Repeat the lines of the data that follow, please, starting at the first and stopping after the one with "pub fn mount_module(mut".

** Opening SOURCE DATA block **

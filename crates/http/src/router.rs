//! Router builder for the bookmart HTTP server.

use axum::{routing::get, Router};
use std::time::Duration;
use tower_http::{
    cors::{Any, CorsLayer},
    request_id::{MakeRequestUuid, SetRequestIdLayer},
    timeout::TimeoutLayer,
    trace::{DefaultMakeSpan, DefaultOnRequest, DefaultOnResponse, TraceLayer},
};

use bookmart_kernel::ModuleRegistry;

/// Builder for constructing the main HTTP router
pub struct RouterBuilder {
    router: Router,
}

impl RouterBuilder {
    /// Create a new router builder
    pub fn new() -> Self {
        Self {
            router: Router::new(),
        }
    }

    /// Add a route to the router
    pub fn route(mut self, path: &str, route: axum::routing::MethodRouter) -> Self {
        self.router = self.router.route(path, route);
        self
    }

    /// Mount a module's router under `/api/{module_name}`
    pub fn mount_module(mut self, module_name: &str, module_router: Router) -> Self {
        let api_path = format!("/api/{}", module_name);
        self.router = self.router.nest(&api_path, module_router);
        self
    }

    /// Add tracing middleware
    pub fn with_tracing(mut self) -> Self {
        self.router = self.router.layer(
            TraceLayer::new_for_http()
                .make_span_with(DefaultMakeSpan::new().include_headers(true))
                .on_request(DefaultOnRequest::new().level(tracing::Level::INFO))
                .on_response(DefaultOnResponse::new().level(tracing::Level::INFO)),
        );
        self
    }

    /// Add CORS middleware
    pub fn with_cors(mut self) -> Self {
        self.router = self.router.layer(
            CorsLayer::new()
                .allow_origin(Any)
                .allow_methods(Any)
                .allow_headers(Any),
        );
        self
    }

    /// Add request ID middleware
    pub fn with_request_id(mut self) -> Self {
        self.router = self
            .router
            .layer(SetRequestIdLayer::x_request_id(MakeRequestUuid));
        self
    }

    /// Add timeout middleware
    pub fn with_timeout(mut self, timeout_ms: u64) -> Self {
        self.router = self
            .router
            .layer(TimeoutLayer::new(Duration::from_millis(timeout_ms)));
        self
    }

    /// Add OpenAPI documentation by collecting specs from all modules
    pub fn with_openapi(mut self, registry: &ModuleRegistry) -> Self {
        // Start with base OpenAPI spec
        let mut openapi_spec = serde_json::json!({
            "openapi": "3.0.0",
            "info": {
                "title": "Bookmart API",
                "version": "1.0.0",
                "description": "Bookstore storefront API: catalog, cart, and reviews"
            },
            "paths": {},
            "components": {
                "schemas": {}
            }
        });

        // Add common error response schema
        openapi_spec["components"]["schemas"]["ErrorResponse"] = serde_json::json!({
            "type": "object",
            "properties": {
                "success": {
                    "type": "boolean"
                },
                "error": {
                    "type": "string"
                },
                "code": {
                    "type": "string"
                },
                "details": {
                    "type": "array",
                    "items": {}
                },
                "trace_id": {
                    "type": "string"
                },
                "timestamp": {
                    "type": "string"
                }
            },
            "required": ["success", "error", "code", "trace_id", "timestamp"]
        });

        // Add server health endpoint
        openapi_spec["paths"]["/healthz"] = serde_json::json!({
            "get": {
                "summary": "Health check",
                "responses": {
                    "200": {
                        "description": "OK",
                        "content": {
                            "text/plain": {
                                "schema": {
                                    "type": "string"
                                }
                            }
                        }
                    }
                }
            }
        });

        // Collect OpenAPI specs from all modules
        for module in registry.modules() {
            if let Some(module_spec) = module.openapi() {
                // Merge paths from module
                if let Some(paths) = module_spec.get("paths") {
                    if let Some(paths_obj) = paths.as_object() {
                        for (path, path_item) in paths_obj {
                            // Prefix module paths with /api/{module_name}
                            let prefixed_path = format!("/api/{}{}", module.name(), path);
                            openapi_spec["paths"][prefixed_path] = path_item.clone();
                        }
                    }
                }

                // Merge schemas from module
                if let Some(components) = module_spec.get("components") {
                    if let Some(schemas) = components.get("schemas") {
                        if let Some(schemas_obj) = schemas.as_object() {
                            for (schema_name, schema_def) in schemas_obj {
                                openapi_spec["components"]["schemas"][schema_name] =
                                    schema_def.clone();
                            }
                        }
                    }
                }
            }
        }

        // Deserialize our JSON spec into a proper utoipa OpenApi object
        // so SwaggerUI can serve it.
        let openapi_obj: utoipa::openapi::OpenApi = serde_json::from_value(openapi_spec.clone())
            .unwrap_or_else(|_| {
                utoipa::openapi::OpenApiBuilder::new()
                    .info(
                        utoipa::openapi::InfoBuilder::new()
                            .title("Bookmart API")
                            .version("1.0.0")
                            .build(),
                    )
                    .build()
            });

        // Mount Swagger UI at /swagger-ui with the merged OpenAPI spec.
        self.router = self.router.merge(
            utoipa_swagger_ui::SwaggerUi::new("/swagger-ui")
                .url("/api-docs/openapi.json", openapi_obj.clone()),
        );

        // Also serve the raw JSON spec at /docs/openapi.json for external consumers
        self.router = self.router.route(
            "/docs/openapi.json",
            get(move || async move { axum::Json(openapi_spec.clone()) }),
        );

        self
    }

    /// Build the final router
    pub fn build(self) -> Router {
        self.router
    }
}

impl Default for RouterBuilder {
    fn default() -> Self {
        Self::new()
    }
}
//! Command-line argument definitions (clap derive)

use std::path::PathBuf;

use clap::{Args, Parser, Subcommand, ValueEnum};
use imagewarden_core::types::RiskLevel;

/// imagewarden -- 컨테이너 이미지 보안 스캔 및 위험도 판정 도구
#[derive(Debug, Parser)]
#[command(name = "imagewarden", version, about)]
pub struct Cli {
    /// 설정 파일 경로
    #[arg(short, long, default_value = "imagewarden.toml")]
    pub config: PathBuf,

    /// 로그 레벨 (설정 파일과 환경변수보다 우선)
    #[arg(long, global = true)]
    pub log_level: Option<String>,

    /// 출력 형식
    #[arg(long, global = true, value_enum, default_value = "text")]
    pub output: OutputFormat,

    #[command(subcommand)]
    pub command: Commands,
}

/// Output format for command results.
#[derive(Debug, Clone, Copy, PartialEq, Eq, ValueEnum)]
pub enum OutputFormat {
    /// Human-readable colored text
    Text,
    /// Pretty-printed JSON
    Json,
}

#[derive(Debug, Subcommand)]
pub enum Commands {
    /// 이미지를 스캔하고 위험도를 판정합니다
    Scan(ScanArgs),

    /// 설정 파일 검증 및 조회
    Config(ConfigArgs),
}

#[derive(Debug, Args)]
pub struct ScanArgs {
    /// 이미지 참조 (예: `nginx:latest`, `nginx latest`)
    #[arg(required = true, num_args = 1..)]
    pub image: Vec<String>,

    /// 동적 샌드박스 분석을 건너뜁니다
    #[arg(long)]
    pub no_sandbox: bool,

    /// 판정이 이 등급 이상이면 exit code 4로 종료합니다
    #[arg(long, value_enum)]
    pub fail_on: Option<FailOn>,
}

impl ScanArgs {
    /// Joins the raw words with a space, as typed into a single input field.
    pub fn image_input(&self) -> String {
        self.image.join(" ")
    }
}

/// `--fail-on` threshold.
#[derive(Debug, Clone, Copy, PartialEq, Eq, ValueEnum)]
pub enum FailOn {
    Low,
    Medium,
    High,
    Critical,
}

impl From<FailOn> for RiskLevel {
    fn from(level: FailOn) -> Self {
        match level {
            FailOn::Low => RiskLevel::Low,
            FailOn::Medium => RiskLevel::Medium,
            FailOn::High => RiskLevel::High,
            FailOn::Critical => RiskLevel::Critical,
        }
    }
}

#[derive(Debug, Args)]
pub struct ConfigArgs {
    #[command(subcommand)]
    pub action: ConfigAction,
}

#[derive(Debug, Subcommand)]
pub enum ConfigAction {
    /// 설정 파일을 로드하고 유효성을 검증합니다
    Validate,

    /// 적용되는 설정을 TOML로 출력합니다
    Show {
        /// 특정 섹션만 출력 (general, docker, stage, vulnerability, signature,
        /// antivirus, sandbox, runtime, cleanup)
        #[arg(long)]
        section: Option<String>,
    },
}
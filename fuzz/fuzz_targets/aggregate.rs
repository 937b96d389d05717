#![no_main]

use arbitrary::Arbitrary;
use imagewarden_core::types::RiskLevel;
use imagewarden_scan_engine::{
    AntivirusReport, RuntimeAlerts, ScanOutcome, SignatureMatches, VulnerabilityReport, aggregate,
};
use libfuzzer_sys::fuzz_target;

#[derive(Debug, Arbitrary)]
enum Status {
    Success,
    Warning,
    Error,
}

#[derive(Debug, Arbitrary)]
struct Input {
    trivy: (Status, String),
    yara: (Status, String),
    clamav: (Status, String),
    falco: (Status, Vec<String>),
}

fn outcome<T>(status: &Status, payload: T, msg: &str) -> ScanOutcome<T> {
    match status {
        Status::Success => ScanOutcome::Success(payload),
        Status::Warning => ScanOutcome::Warning(msg.to_owned()),
        Status::Error => ScanOutcome::Error(msg.to_owned()),
    }
}

fuzz_target!(|input: Input| {
    let vuln = outcome(
        &input.trivy.0,
        VulnerabilityReport::from_json(&input.trivy.1).unwrap_or_default(),
        &input.trivy.1,
    );
    let sig = outcome(
        &input.yara.0,
        SignatureMatches::from_output(&input.yara.1),
        &input.yara.1,
    );
    let av = outcome(
        &input.clamav.0,
        AntivirusReport::from_output(&input.clamav.1),
        &input.clamav.1,
    );
    let rt = outcome(
        &input.falco.0,
        RuntimeAlerts {
            sandbox: None,
            alerts: input.falco.1.clone(),
        },
        "falco",
    );

    let risk = aggregate(&vuln, &sig, &av, &rt);
    assert!(risk.score <= 100);
    assert_eq!(risk.level, RiskLevel::from_score(risk.score));
    assert_eq!(risk.findings.len(), 4);
});
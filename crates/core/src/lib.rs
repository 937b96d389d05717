#![doc = include_str!("../README.md")]

pub mod config;
pub mod error;
pub mod metrics;
pub mod types;

// --- 주요 타입 re-export ---

// 에러
pub use error::{ConfigError, ImageRefError, ScanFailure, WardenError};

// 설정
pub use config::WardenConfig;

// 도메인 타입
pub use types::{ImageRef, RiskLevel, Severity};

** Closing SOURCE DATA block **

» **SOLUTION**:
filename crates/http/src/router.rs
//! Router builder for the bookmart HTTP server.

use axum::{routing::get, Router};
use std::time::Duration;
use tower_http::{
    cors::{Any, CorsLayer},
    request_id::{MakeRequestUuid, SetRequestIdLayer},
    timeout::TimeoutLayer,
    trace::{DefaultMakeSpan, DefaultOnRequest, DefaultOnResponse, TraceLayer},
};

use bookmart_kernel::ModuleRegistry;

/// Builder for constructing the main HTTP router
pub struct RouterBuilder {
    router: Router,
}

impl RouterBuilder {
    /// Create a new router builder
    pub fn new() -> Self {
        Self {
            router: Router::new(),
        }
    }

    /// Add a route to the router
    pub fn route(mut self, path: &str, route: axum::routing::MethodRouter) -> Self {
        self.router = self.router.route(path, route);
        self
    }

    /// Mount a module's router under `/api/{module_name}`
    pub fn mount_module(mut self, module_name: &str, module_router: Router) -> Self {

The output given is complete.